Services à domicile : la niche a créé 16.000 à 57.000 emplois
Les incitations fiscales ont permis de réduire le travail au noir et de doubler le nombre de ménages utilisateurs. Mais elles coûtent cher à l'Etat.
Utiles mais onéreuses. L'Insee publie vendredi la première étude mesurant les effets des incitations fiscales mises en œuvre depuis le début des années 1990 pour développer les services à domicile (gardes d'enfants, aide à domicile pour les personnes âgées, travaux ménagers...). «Avec un coût estimé à trois milliards d'euros en 2010, le dispositif fiscal représente plus de la moitié de la dépense publique en faveur du secteur», note ainsi l'institut statistique.

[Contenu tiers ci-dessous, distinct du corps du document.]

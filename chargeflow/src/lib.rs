#![cfg_attr(docsrs, feature(doc_auto_cfg))]

//! Wallet transaction orchestration for client-side payment SDKs.
//!
//! This crate drives wallet payments (PayPal, Afterpay, Google Pay, FlyPay,
//! Click to Pay, Mastercard SRC) from token issuance to capture, decodes the
//! JSON events posted by embedded payment widgets, and normalizes every
//! failure into a single displayable error model. It is transport-agnostic:
//! backend calls go through the [`backend::WalletBackend`] trait, implemented
//! over HTTP by the `chargeflow-http` crate.
//!
//! # Overview
//!
//! A payment attempt requests a short-lived wallet token, requests a
//! method-specific callback describing how to launch the external flow,
//! waits for the host to run that flow, then captures or declines the charge.
//! [`wallet::WalletOrchestrator`] runs this state machine and reports exactly
//! one outcome per attempt.
//!
//! # Modules
//!
//! - [`backend`] - Backend capability trait consumed by the flows
//! - [`bridge`] - Typed decoding of 3DS, Click to Pay and Mastercard SRC widget events
//! - [`error`] - Typed failures raised at use-case boundaries
//! - [`methods`] - Per-method flow implementations
//! - [`proto`] - Wire types exchanged with the backend
//! - [`taxonomy`] - Normalization of failures into [`taxonomy::ErrorModel`]
//! - [`wallet`] - The orchestrator, its states and listener trait
//!
//! # Feature Flags
//!
//! - `telemetry` - Enables tracing instrumentation for debugging and monitoring

pub mod backend;
pub mod bridge;
pub mod error;
pub mod methods;
pub mod proto;
pub mod taxonomy;
pub mod wallet;

#[cfg(test)]
mod testing;

pub use taxonomy::ErrorModel;
pub use wallet::WalletOrchestrator;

Mises en place dès 1991, ces incitations fiscales permettent aux ménages de déduire de leurs impôts la moitié des dépenses qu'ils consacrent aux services à domicile dans la limite d'un plafond. Ce dispositif a été complété en 2007 par un crédit d'impôt pour les ménages non imposables : la moitié des sommes dépensées leur sont désormais remboursées sans que l'impôt sur le revenu ne soit une limite. Ainsi, un ménage qui dépense 2000 euros par an en services à domicile et paye (avant déduction de l'avantage fiscal) 500 euros d'impôt peut aujourd'hui récupérer 1000 euros, contre 500 auparavant.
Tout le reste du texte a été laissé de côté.